A resolution offered by Representatives Doug Lamborn (R-Colo.) and Debbie Lesko (R-Ariz.) on Tuesday urges the House to enact legislation to protect the life of an unborn child from conception.
Lamborn called the resolution the “new north star” in the fight against abortion:
While we are grateful that Roe has been overturned, there is still much work to be done to advance and strengthen the protection of human life, beginning in the womb.
The Recognizing Life Resolution is the new north star that will guide future legislation and set the precedent for our nation to secure equal protection for unborn children and preserve the sanctity of life.
I am pleased to introduce this resolution and look forward to continuing the pro-life momentum already making waves around the nation.
With 21 supporters in the House so far, the resolution relies heavily on the 14th Amendment to make its case. That amendment, adopted in 1868, guarantees “the equal protection of the laws” to “any person.” The resolution takes great pains to show that “any person” includes the unborn from the moment of fertilization:
Whereas by the time the Fourteenth Amendment was adopted, a supermajority of States had codified laws to prohibit abortion at all stages, and many of these statutes classified abortion as an “offense against the person” and nearly all described the unborn victim of abortion as an “infant” or “child”….
Whereas the drafters and ratifiers of the Fourteenth Amendment expected the Amendment to apply not only to freedmen and Black Americans, but to every member of the human species within the jurisdictional reach of the Constitution, they intentionally selected the expansive language of “any person”, to ensure that no State would ever again subject any class of persons to inferior and invidiously discriminatory treatment.
The resolution also claimed that a consensus exists among medical practitioners and scientists that life begins at conception:
Whereas a medical and scientific consensus exists establishing that each human being begins his or her life cycle at fertilization.
And that therefore abortion is murder:
Whereas abortion, the use or prescription of any instrument, medicine, drug, or any other substance or device, to intentionally kill the unborn child of a woman known to be pregnant, is destructive to the life, health, personal security, and well-being of the unborn child.

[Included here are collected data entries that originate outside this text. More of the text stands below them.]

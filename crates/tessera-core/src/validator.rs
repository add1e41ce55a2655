//! Parameter validation and coercion.
//!
//! [`ParameterValidator::validate`] walks a [`Schema`] against an input value
//! and produces a [`ValidationReport`]: the coerced value (defaults applied,
//! unknown properties handled per [`UnknownPolicy`]) together with an ordered
//! list of [`FieldError`]s.  Malformed *input* never produces an `Err`; only a
//! malformed *schema* does.
//!
//! Coerced output is a fixed point: validating it again with the same schema
//! and policy yields the same value and no errors.

use std::collections::HashMap;

use parking_lot::Mutex;
use regex::Regex;
use serde_json::{Map, Number, Value};
use tracing::trace;

use crate::error::{FieldError, SchemaError};
use crate::schema::{Schema, SchemaType, UnknownPolicy};

/// Outcome of one validation pass.
#[derive(Debug, Clone, PartialEq)]
pub struct ValidationReport {
    /// The coerced value.  Only meaningful when `errors` is empty.
    pub value: Value,
    /// Field errors in schema walk order.
    pub errors: Vec<FieldError>,
}

impl ValidationReport {
    pub fn is_valid(&self) -> bool {
        self.errors.is_empty()
    }

    /// Converts into the coerced value or the non-empty error list.
    pub fn into_result(self) -> Result<Value, Vec<FieldError>> {
        if self.errors.is_empty() {
            Ok(self.value)
        } else {
            Err(self.errors)
        }
    }
}

/// Validates and coerces parameter bags against schemas.
///
/// Compiled `pattern` regexes are cached for the lifetime of the validator,
/// so one instance should be shared per process.
#[derive(Debug, Default)]
pub struct ParameterValidator {
    patterns: Mutex<HashMap<String, Regex>>,
}

impl ParameterValidator {
    pub fn new() -> Self {
        Self::default()
    }

    /// Validates `input` against `schema`.
    ///
    /// A `null` root is treated as an empty object when the schema describes
    /// an object, so an absent parameter bag behaves like `{}`.
    pub fn validate(
        &self,
        schema: &Schema,
        input: &Value,
        policy: UnknownPolicy,
    ) -> Result<ValidationReport, SchemaError> {
        let empty = Value::Object(Map::new());
        let input = match (input, schema.effective_type()) {
            (Value::Null, Some(SchemaType::Object)) => &empty,
            _ => input,
        };

        let mut errors = Vec::new();
        let value = self.walk(schema, input, "", policy, &mut errors)?;
        trace!(errors = errors.len(), "Parameter validation finished");
        Ok(ValidationReport { value, errors })
    }

    /// Checks a schema tree for programmer errors.
    pub fn check_schema(&self, schema: &Schema) -> Result<(), SchemaError> {
        self.check_node(schema, "")
    }

    fn check_node(&self, schema: &Schema, path: &str) -> Result<(), SchemaError> {
        if let Some(pattern) = &schema.pattern {
            self.regex(pattern, path)?;
        }
        if let (Some(min), Some(max)) = (schema.minimum, schema.maximum)
            && min > max
        {
            return Err(SchemaError::InvalidBounds {
                path: display_path(path),
                reason: format!("minimum {min} exceeds maximum {max}"),
            });
        }
        if let (Some(min), Some(max)) = (schema.min_length, schema.max_length)
            && min > max
        {
            return Err(SchemaError::InvalidBounds {
                path: display_path(path),
                reason: format!("minLength {min} exceeds maxLength {max}"),
            });
        }
        if let (Some(min), Some(max)) = (schema.min_items, schema.max_items)
            && min > max
        {
            return Err(SchemaError::InvalidBounds {
                path: display_path(path),
                reason: format!("minItems {min} exceeds maxItems {max}"),
            });
        }

        for (name, child) in &schema.properties {
            self.check_node(child, &join(path, name))?;
        }
        if let Some(items) = &schema.items {
            self.check_node(items, &format!("{path}[]"))?;
        }

        if let Some(default) = &schema.default {
            let mut errors = Vec::new();
            self.walk(schema, default, path, UnknownPolicy::Allow, &mut errors)?;
            if let Some(first) = errors.first() {
                return Err(SchemaError::InvalidDefault {
                    path: display_path(path),
                    reason: first.to_string(),
                });
            }
        }
        Ok(())
    }

    fn regex(&self, pattern: &str, path: &str) -> Result<Regex, SchemaError> {
        let mut cache = self.patterns.lock();
        if let Some(re) = cache.get(pattern) {
            return Ok(re.clone());
        }
        let re = Regex::new(pattern).map_err(|e| SchemaError::InvalidPattern {
            path: display_path(path),
            pattern: pattern.to_string(),
            reason: e.to_string(),
        })?;
        cache.insert(pattern.to_string(), re.clone());
        Ok(re)
    }

    fn walk(
        &self,
        schema: &Schema,
        value: &Value,
        path: &str,
        policy: UnknownPolicy,
        errors: &mut Vec<FieldError>,
    ) -> Result<Value, SchemaError> {
        let value = match schema.effective_type() {
            Some(kind) => match coerce(kind, value) {
                Some(v) => v,
                None => {
                    errors.push(FieldError::new(
                        path,
                        format!("expected {}, got {}", kind.as_str(), type_name(value)),
                    ));
                    return Ok(value.clone());
                }
            },
            None => value.clone(),
        };

        if let Some(allowed) = &schema.enum_values
            && !allowed.contains(&value)
        {
            let listed: Vec<String> = allowed.iter().map(Value::to_string).collect();
            errors.push(FieldError::new(
                path,
                format!("must be one of [{}]", listed.join(", ")),
            ));
        }

        match value {
            Value::Number(ref n) => {
                let x = n.as_f64().unwrap_or(f64::NAN);
                if let Some(min) = schema.minimum
                    && x < min
                {
                    errors.push(FieldError::new(path, format!("must be >= {min}")));
                }
                if let Some(max) = schema.maximum
                    && x > max
                {
                    errors.push(FieldError::new(path, format!("must be <= {max}")));
                }
                Ok(value)
            }
            Value::String(ref s) => {
                let len = s.chars().count();
                if let Some(min) = schema.min_length
                    && len < min
                {
                    errors.push(FieldError::new(
                        path,
                        format!("must be at least {min} characters"),
                    ));
                }
                if let Some(max) = schema.max_length
                    && len > max
                {
                    errors.push(FieldError::new(
                        path,
                        format!("must be at most {max} characters"),
                    ));
                }
                if let Some(pattern) = &schema.pattern
                    && !self.regex(pattern, path)?.is_match(s)
                {
                    errors.push(FieldError::new(path, format!("must match pattern {pattern}")));
                }
                Ok(value)
            }
            Value::Array(items) => {
                if let Some(min) = schema.min_items
                    && items.len() < min
                {
                    errors.push(FieldError::new(path, format!("must have at least {min} items")));
                }
                if let Some(max) = schema.max_items
                    && items.len() > max
                {
                    errors.push(FieldError::new(path, format!("must have at most {max} items")));
                }
                let Some(item_schema) = &schema.items else {
                    return Ok(Value::Array(items));
                };
                let mut out = Vec::with_capacity(items.len());
                for (i, item) in items.iter().enumerate() {
                    let item_path = format!("{path}[{i}]");
                    out.push(self.walk(item_schema, item, &item_path, policy, errors)?);
                }
                Ok(Value::Array(out))
            }
            Value::Object(map) if schema.effective_type() == Some(SchemaType::Object) => {
                self.walk_object(schema, map, path, policy, errors)
            }
            other => Ok(other),
        }
    }

    fn walk_object(
        &self,
        schema: &Schema,
        map: Map<String, Value>,
        path: &str,
        policy: UnknownPolicy,
        errors: &mut Vec<FieldError>,
    ) -> Result<Value, SchemaError> {
        let mut out = Map::new();

        for (name, child) in &schema.properties {
            let child_path = join(path, name);
            let present = map
                .get(name)
                .filter(|v| !v.is_null() || child.kind == Some(SchemaType::Null));

            match present {
                Some(v) => {
                    let coerced = self.walk(child, v, &child_path, policy, errors)?;
                    out.insert(name.clone(), coerced);
                }
                None => {
                    if let Some(default) = &child.default {
                        let filled = self.walk(child, default, &child_path, policy, errors)?;
                        out.insert(name.clone(), filled);
                    } else if schema.is_required(name) {
                        errors.push(FieldError::new(child_path, "is required"));
                    }
                }
            }
        }

        let policy_here = schema.additional_properties.unwrap_or(policy);
        for (name, v) in map {
            if schema.properties.contains_key(&name) {
                continue;
            }
            match policy_here {
                UnknownPolicy::Strict => {
                    errors.push(FieldError::new(join(path, &name), "unknown property"));
                }
                UnknownPolicy::Strip => {}
                UnknownPolicy::Allow => {
                    out.insert(name, v);
                }
            }
        }

        Ok(Value::Object(out))
    }
}

/// Coerces `value` to `kind`, or returns `None` on a type mismatch.
fn coerce(kind: SchemaType, value: &Value) -> Option<Value> {
    match (kind, value) {
        (SchemaType::String, Value::String(_))
        | (SchemaType::Boolean, Value::Bool(_))
        | (SchemaType::Object, Value::Object(_))
        | (SchemaType::Array, Value::Array(_))
        | (SchemaType::Null, Value::Null)
        | (SchemaType::Number, Value::Number(_)) => Some(value.clone()),

        (SchemaType::Integer, Value::Number(n)) => {
            if n.is_i64() || n.is_u64() {
                Some(value.clone())
            } else {
                let f = n.as_f64()?;
                (f.fract() == 0.0 && f.abs() < i64::MAX as f64).then(|| Value::from(f as i64))
            }
        }
        (SchemaType::Integer, Value::String(s)) => s.trim().parse::<i64>().ok().map(Value::from),
        (SchemaType::Number, Value::String(s)) => {
            let s = s.trim();
            if let Ok(i) = s.parse::<i64>() {
                return Some(Value::from(i));
            }
            s.parse::<f64>()
                .ok()
                .and_then(Number::from_f64)
                .map(Value::Number)
        }
        (SchemaType::Boolean, Value::String(s)) => match s.trim() {
            "true" => Some(Value::Bool(true)),
            "false" => Some(Value::Bool(false)),
            _ => None,
        },
        _ => None,
    }
}

fn type_name(value: &Value) -> &'static str {
    match value {
        Value::Null => "null",
        Value::Bool(_) => "boolean",
        Value::Number(_) => "number",
        Value::String(_) => "string",
        Value::Array(_) => "array",
        Value::Object(_) => "object",
    }
}

fn join(parent: &str, name: &str) -> String {
    if parent.is_empty() {
        name.to_string()
    } else {
        format!("{parent}.{name}")
    }
}

fn display_path(path: &str) -> String {
    if path.is_empty() {
        "$".to_string()
    } else {
        path.to_string()
    }
}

It defines the term “unborn person” or “unborn child” to mean “the unborn offspring of human beings … from fertilization [and that] human persons at every stage of development before birth have moral and legally protectable interests in life, health, and well-being.”

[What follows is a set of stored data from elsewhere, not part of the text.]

// =============================================================================
// PluginEntry (internal)
// =============================================================================

struct PluginEntry {
    plugin: Arc<Plugin>,
    state: PluginState,
    last_error: Option<String>,
}

/// Runs a plugin callback, turning errors and panics into a message.
async fn guarded<F>(fut: F) -> Result<(), String>
where
    F: Future<Output = Result<(), BoxError>>,
{
    match AssertUnwindSafe(fut).catch_unwind().await {
        Ok(Ok(())) => Ok(()),
        Ok(Err(e)) => Err(e.to_string()),
        Err(_) => Err("panicked".to_string()),
    }
}

fn lifecycle(plugin: &str, stage: &'static str, message: String) -> PluginError {
    PluginError::Lifecycle {
        plugin: plugin.to_string(),
        stage,
        message,
    }
}

// =============================================================================
// PluginManager
// =============================================================================

/// Owner of plugin records, their hooks and their lifecycle.
///
/// Services and subscriptions a plugin registers live in the shared
/// [`ServiceRegistry`] and [`EventBus`], tagged with the plugin's name; the
/// manager removes them by that tag on rollback and uninstall.
///
/// # Plugin configuration
///
/// Per-plugin config sections are set with [`set_config`](Self::set_config)
/// and handed to the plugin through [`PluginContext`] at install time.
pub struct PluginManager {
    /// Serialises every lifecycle operation.
    op_lock: AsyncMutex<()>,
    /// Records in first-install order.
    plugins: RwLock<Vec<PluginEntry>>,
    descriptors: RwLock<HashMap<String, PluginDescriptor>>,
    configs: RwLock<HashMap<String, Arc<Value>>>,
    hooks: Arc<HookRegistry>,
    services: Arc<ServiceRegistry>,
    events: Arc<EventBus>,
}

It declares that such unborn humans are therefore entitled to equal protection under the 14th Amendment and Congress should enact “legislation to enforce the Fourteenth Amendment’s guarantee of equal protection for unborn children.”
Co-sponsor Representative Lesko joined Lamborn in supporting the resolution:
The 14th Amendment of the U.S. Constitution guarantees equal protection under the law and ensures that no one is unjustly deprived of their fundamental rights to life and liberty.
As we look to celebrate the one-year anniversary of the end of Roe v. Wade [June 24, 2022], I am pleased to join Congressman Lamborn in introducing this important legislation to secure preborn babies’ constitutional right to life across our nation.
Not everyone is so pleased. A troubling paragraph near the end of the resolution is this: “the House of Representatives … acknowledges our constitutional duty … to guarantee the equal protection of the laws to every unborn child … [but] shall not be construed to permit the prosecution of any woman for the death of her unborn child.”
Bradley Pierce, head of the Foundation to Abolish Abortion, couldn’t support the resolution as a result:
This is neither an equal protection bill nor a personhood bill. It says the Constitution shall not be construed to permit any woman to be prosecuted for murdering her own preborn child, which declares self-managed abortions as a constitutional right. This would be Roe 2.0.
Put another way, under this resolution, only abortionists could be punished for killing unborn babies, but not the mothers who ingest so-called abortion pills to end an unwanted pregnancy.
The Recognizing Life Resolution has little chance of passage in the House, and none at all in the Democrat-controlled Senate. Lamborn is right: Much work remains to be done in the culture to bring about the results desired by the 21 signers of the resolution offered on Tuesday.